Роман под кроватью зашелся от зависти. Да-да, черной
завистью позавидовал он Желтухину: “Надо же, такая святая простота и какому-то
мудаку досталась. Верит буквально всему. Я и не мечтал, что еще есть такие”.
Иван Семенович тоже жену оценил. “Святая она у меня, чистый ангел”, — подумал
он, уже без всякой симпатии вспоминая Глафиру. Липочка тоже мужем была
довольна. Как тут не быть довольной, когда Роман остался под кроватью
необнаруженным, кейс найден, сотовый — тоже.

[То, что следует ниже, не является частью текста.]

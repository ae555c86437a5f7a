//! 行選択の管理
//!
//! 表示中ページの選択リストを保持し、変更のたびに
//! ページ番号 → 選択IDリスト のマップをセッションストアへ書き込む。

use crate::config::SelectionCarryOver;
use crate::page::Page;
use crate::store::SessionStore;
use crate::types::Artwork;
use std::collections::BTreeMap;

/// ページ番号 → 選択ID（JSONでは`{"1":[3,7]}`）
pub type SelectionMap = BTreeMap<u32, Vec<u64>>;

/// ストアからマップを読む。未保存・壊れている場合は空
pub fn load_selection_map<S: SessionStore>(store: &S, key: &str) -> SelectionMap {
    let Some(raw) = store.get(key) else {
        return SelectionMap::new();
    };

    match serde_json::from_str(&raw) {
        Ok(map) => map,
        Err(e) => {
            log::warn!("discarding unreadable selection map under {:?}: {}", key, e);
            SelectionMap::new()
        }
    }
}

#[derive(Debug, Clone)]
pub struct SelectionTracker {
    storage_key: String,
    selected: Vec<Artwork>,
}

impl SelectionTracker {
    pub fn new(storage_key: impl Into<String>) -> Self {
        Self {
            storage_key: storage_key.into(),
            selected: Vec::new(),
        }
    }

    pub fn storage_key(&self) -> &str {
        &self.storage_key
    }

    pub fn selected(&self) -> &[Artwork] {
        &self.selected
    }

    pub fn selected_ids(&self) -> Vec<u64> {
        self.selected.iter().map(|a| a.id).collect()
    }

    pub fn contains(&self, id: u64) -> bool {
        self.selected.iter().any(|a| a.id == id)
    }

    /// 1行のチェックを切り替えた後のIDリスト
    pub fn toggled_ids(&self, id: u64) -> Vec<u64> {
        let mut ids = self.selected_ids();
        if let Some(pos) = ids.iter().position(|&selected| selected == id) {
            ids.remove(pos);
        } else {
            ids.push(id);
        }
        ids
    }

    /// 選択を置き換えて`page`の記録を上書きする
    ///
    /// `records`にないIDと重複は落とす。順序は`ids`の順。
    pub fn set_selection<S: SessionStore>(
        &mut self,
        store: &mut S,
        page: Page,
        ids: &[u64],
        records: &[Artwork],
    ) {
        self.selected = pick_records(ids, records);
        self.persist(store, page);
    }

    /// 取得したページに対して記録済みの選択を復元する（ストアには書かない）
    pub fn restore<S: SessionStore>(
        &mut self,
        store: &S,
        page: Page,
        records: &[Artwork],
        carry_over: SelectionCarryOver,
    ) {
        let map = load_selection_map(store, &self.storage_key);
        match map.get(&page.get()) {
            Some(ids) => {
                self.selected = pick_records(ids, records);
                log::debug!("restored {} selected rows on page {}", self.selected.len(), page);
            }
            None => match carry_over {
                SelectionCarryOver::Clear => self.selected.clear(),
                SelectionCarryOver::Keep => {}
            },
        }
    }

    fn persist<S: SessionStore>(&self, store: &mut S, page: Page) {
        let mut map = load_selection_map(store, &self.storage_key);
        map.insert(page.get(), self.selected_ids());

        let serialized = match serde_json::to_string(&map) {
            Ok(s) => s,
            Err(e) => {
                log::warn!("failed to serialize selection map: {}", e);
                return;
            }
        };

        if let Err(e) = store.set(&self.storage_key, &serialized) {
            log::warn!("failed to persist selection for page {}: {}", page, e);
        }
    }
}

fn pick_records(ids: &[u64], records: &[Artwork]) -> Vec<Artwork> {
    let mut picked: Vec<Artwork> = Vec::with_capacity(ids.len());
    for id in ids {
        if picked.iter().any(|a| a.id == *id) {
            continue;
        }
        if let Some(record) = records.iter().find(|r| r.id == *id) {
            picked.push(record.clone());
        }
    }
    picked
}

#[cfg(test)]
mod tests {
    use super::*;
    use crate::error::{Error, Result};
    use crate::store::MemoryStore;

    const KEY: &str = "selectedRows";

    fn records(ids: &[u64]) -> Vec<Artwork> {
        ids.iter()
            .map(|&id| Artwork {
                id,
                title: format!("Artwork {}", id),
                ..Default::default()
            })
            .collect()
    }

    fn page(n: u32) -> Page {
        Page::new(n).unwrap()
    }

    struct FullStore;

    impl SessionStore for FullStore {
        fn get(&self, _key: &str) -> Option<String> {
            None
        }

        fn set(&mut self, _key: &str, _value: &str) -> Result<()> {
            Err(Error::Storage("QuotaExceededError".into()))
        }
    }

    #[test]
    fn test_set_selection_persists_page_entry() {
        let mut store = MemoryStore::new();
        let mut tracker = SelectionTracker::new(KEY);
        let rows = records(&[1, 2, 3, 4, 5, 6, 7]);

        tracker.set_selection(&mut store, page(1), &[3, 7], &rows);

        assert_eq!(tracker.selected_ids(), vec![3, 7]);
        assert_eq!(store.get(KEY).as_deref(), Some(r#"{"1":[3,7]}"#));
    }

    #[test]
    fn test_set_selection_overwrites_same_page() {
        let mut store = MemoryStore::new();
        let mut tracker = SelectionTracker::new(KEY);
        let rows = records(&[1, 2, 3]);

        tracker.set_selection(&mut store, page(1), &[1, 2], &rows);
        tracker.set_selection(&mut store, page(1), &[3], &rows);

        assert_eq!(store.get(KEY).as_deref(), Some(r#"{"1":[3]}"#));
    }

    #[test]
    fn test_set_selection_keeps_other_pages() {
        let mut store = MemoryStore::new();
        store.set(KEY, r#"{"1":[3,7]}"#).unwrap();
        let mut tracker = SelectionTracker::new(KEY);

        tracker.set_selection(&mut store, page(2), &[11], &records(&[11, 12]));

        let map = load_selection_map(&store, KEY);
        assert_eq!(map.get(&1), Some(&vec![3, 7]));
        assert_eq!(map.get(&2), Some(&vec![11]));
    }

    #[test]
    fn test_set_selection_drops_ids_not_on_page() {
        let mut store = MemoryStore::new();
        let mut tracker = SelectionTracker::new(KEY);

        tracker.set_selection(&mut store, page(1), &[2, 99, 2, 1], &records(&[1, 2, 3]));

        assert_eq!(tracker.selected_ids(), vec![2, 1]);
    }

    #[test]
    fn test_empty_selection_is_persisted() {
        let mut store = MemoryStore::new();
        let mut tracker = SelectionTracker::new(KEY);

        tracker.set_selection(&mut store, page(4), &[], &records(&[1]));

        assert_eq!(store.get(KEY).as_deref(), Some(r#"{"4":[]}"#));
    }

    #[test]
    fn test_toggled_ids() {
        let mut store = MemoryStore::new();
        let mut tracker = SelectionTracker::new(KEY);
        tracker.set_selection(&mut store, page(1), &[3, 7], &records(&[3, 5, 7]));

        assert_eq!(tracker.toggled_ids(5), vec![3, 7, 5]);
        assert_eq!(tracker.toggled_ids(3), vec![7]);
    }

    #[test]
    fn test_unreadable_map_is_replaced() {
        let mut store = MemoryStore::new();
        store.set(KEY, "not json").unwrap();
        let mut tracker = SelectionTracker::new(KEY);

        tracker.set_selection(&mut store, page(1), &[1], &records(&[1]));

        assert_eq!(store.get(KEY).as_deref(), Some(r#"{"1":[1]}"#));
    }

    #[test]
    fn test_storage_failure_keeps_in_memory_selection() {
        let mut store = FullStore;
        let mut tracker = SelectionTracker::new(KEY);

        tracker.set_selection(&mut store, page(1), &[1], &records(&[1, 2]));

        assert_eq!(tracker.selected_ids(), vec![1]);
    }

    #[test]
    fn test_restore_recorded_page() {
        let mut store = MemoryStore::new();
        store.set(KEY, r#"{"2":[12,14]}"#).unwrap();
        let mut tracker = SelectionTracker::new(KEY);

        tracker.restore(&store, page(2), &records(&[11, 12, 13, 14]), SelectionCarryOver::Clear);

        assert_eq!(tracker.selected_ids(), vec![12, 14]);
        assert_eq!(store.get(KEY).as_deref(), Some(r#"{"2":[12,14]}"#));
    }

    #[test]
    fn test_restore_unrecorded_page_clear() {
        let mut store = MemoryStore::new();
        let mut tracker = SelectionTracker::new(KEY);
        tracker.set_selection(&mut store, page(1), &[1], &records(&[1, 2]));

        tracker.restore(&store, page(2), &records(&[11, 12]), SelectionCarryOver::Clear);

        assert!(tracker.selected().is_empty());
    }

    #[test]
    fn test_restore_unrecorded_page_keep() {
        let mut store = MemoryStore::new();
        let mut tracker = SelectionTracker::new(KEY);
        tracker.set_selection(&mut store, page(1), &[1], &records(&[1, 2]));

        tracker.restore(&store, page(2), &records(&[11, 12]), SelectionCarryOver::Keep);

        assert_eq!(tracker.selected_ids(), vec![1]);
    }
}
//! メインアプリケーションコンポーネント

use leptos::prelude::*;
use wasm_bindgen_futures::spawn_local;
use artwork_browser_common::{ArtworkBrowser, BrowserConfig, BrowserEvent};
use crate::api::artic::fetch_artworks;
use crate::components::{
    artwork_table::ArtworkTable,
    header::Header,
    paginator::Paginator,
};
use crate::session_store::BrowserSessionStore;

type Browser = ArtworkBrowser<BrowserSessionStore>;

/// イベントを状態に適用し、必要ならリクエストを発行する
///
/// 完了は`FetchSettled`として再びここに戻る。
fn dispatch(browser: RwSignal<Browser>, event: BrowserEvent) {
    let request = browser.try_update(|b| b.handle(event)).flatten();

    if let Some(request) = request {
        spawn_local(async move {
            let outcome = fetch_artworks(&request.url).await;
            dispatch(
                browser,
                BrowserEvent::FetchSettled {
                    ticket: request.ticket,
                    outcome,
                },
            );
        });
    }
}

/// メインアプリケーションコンポーネント
#[component]
pub fn App(config: BrowserConfig) -> impl IntoView {
    let browser = RwSignal::new(ArtworkBrowser::new(config, BrowserSessionStore));
    let on_event = move |event: BrowserEvent| dispatch(browser, event);
    let on_select_all = move |checked: bool| {
        let ids = browser.with_untracked(|b| b.select_all_ids(checked));
        dispatch(browser, BrowserEvent::SelectionChanged { ids });
    };

    let records = Memo::new(move |_| browser.with(|b| b.records().to_vec()));
    let selected_ids = Memo::new(move |_| browser.with(|b| b.selected_ids()));
    let all_selected = Memo::new(move |_| browser.with(|b| b.all_selected()));
    let loading = Memo::new(move |_| browser.with(|b| b.is_loading()));
    let page = Memo::new(move |_| browser.with(|b| b.page()));
    let total_pages = Memo::new(move |_| browser.with(|b| b.total_pages()));
    let page_links = Memo::new(move |_| browser.with(|b| b.page_links()));
    let bulk_open = Memo::new(move |_| browser.with(|b| b.bulk_select().is_open()));
    let bulk_input = Memo::new(move |_| browser.with(|b| b.bulk_select().input_value()));
    let total_records = Memo::new(move |_| browser.with(|b| b.total_records()));

    // 初回は1ページ目
    on_event(BrowserEvent::Mounted);

    view! {
        <div class="container">
            <Header />

            <ArtworkTable
                records=records
                selected_ids=selected_ids
                all_selected=all_selected
                loading=loading
                bulk_open=bulk_open
                bulk_input=bulk_input
                on_event=on_event
                on_select_all=on_select_all
            />

            <Paginator
                page=page
                total_pages=total_pages
                page_links=page_links
                on_event=on_event
            />

            <p class="selection-summary">
                {move || format!(
                    "{} selected on this page / {} records",
                    selected_ids.with(|ids| ids.len()),
                    total_records.get(),
                )}
            </p>
        </div>
    }
}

Супруги с нежностью простились, и
Иван Семенович счастливый отправился на работу. Теперь одна лишь на сердце была
у него печаль: шлепанцы Глафиры, оставленные им в прихожей. “Ну, да ничего, —
успокоил себя Желтухин, — как-нибудь обойдется. Ведь с рук сходило до сей
поры”. И действительно: все с рук сходило.
Далее Иван Семенович думал только о своей секретарше-Галочке.
Точнее, он задавался вопросом, сможет ли и сегодня соответствовать ее девичьим
требованиям и желаниям. Как-никак, здоровье сильно женой подорвано… С этой
мыслью Желтухин на работу и отбыл.
А между тем, Липочка, простившись с мужем, принялась за
Романа.
— Как вы попали в мою квартиру? — приступила к допросу она,
едва тот выкарабкался из-под кровати.
— Разумеется в дверь вошел, — успокоил ее Роман. — Пока вы
мусор выносили, я незаметно и скользнул.
— В трусах? Ведь дело было совсем не ночью! — изумилась
Липочка, припоминая, что мусор она вчера выносила утром, проводив мужа на
работу. Иван Семенович, как обычно, нежно простился с женой и отправился в свой
офис. Тогда он еще не знал, что муж Пончиковой Глафиры отбудет в командировку.
Узнал он об этом ближе к обеду и, бросив дела, помчался домой. Как положено,
известил жену, приоделся и “укатил” в соседнюю квартиру. Но перед этим слегка
размялся с супругой, чтобы (упаси боже!) не сплоховать и явиться в блестящей
форме к Глафире. Теперь, вспоминая свое страстное (действительно страстное!)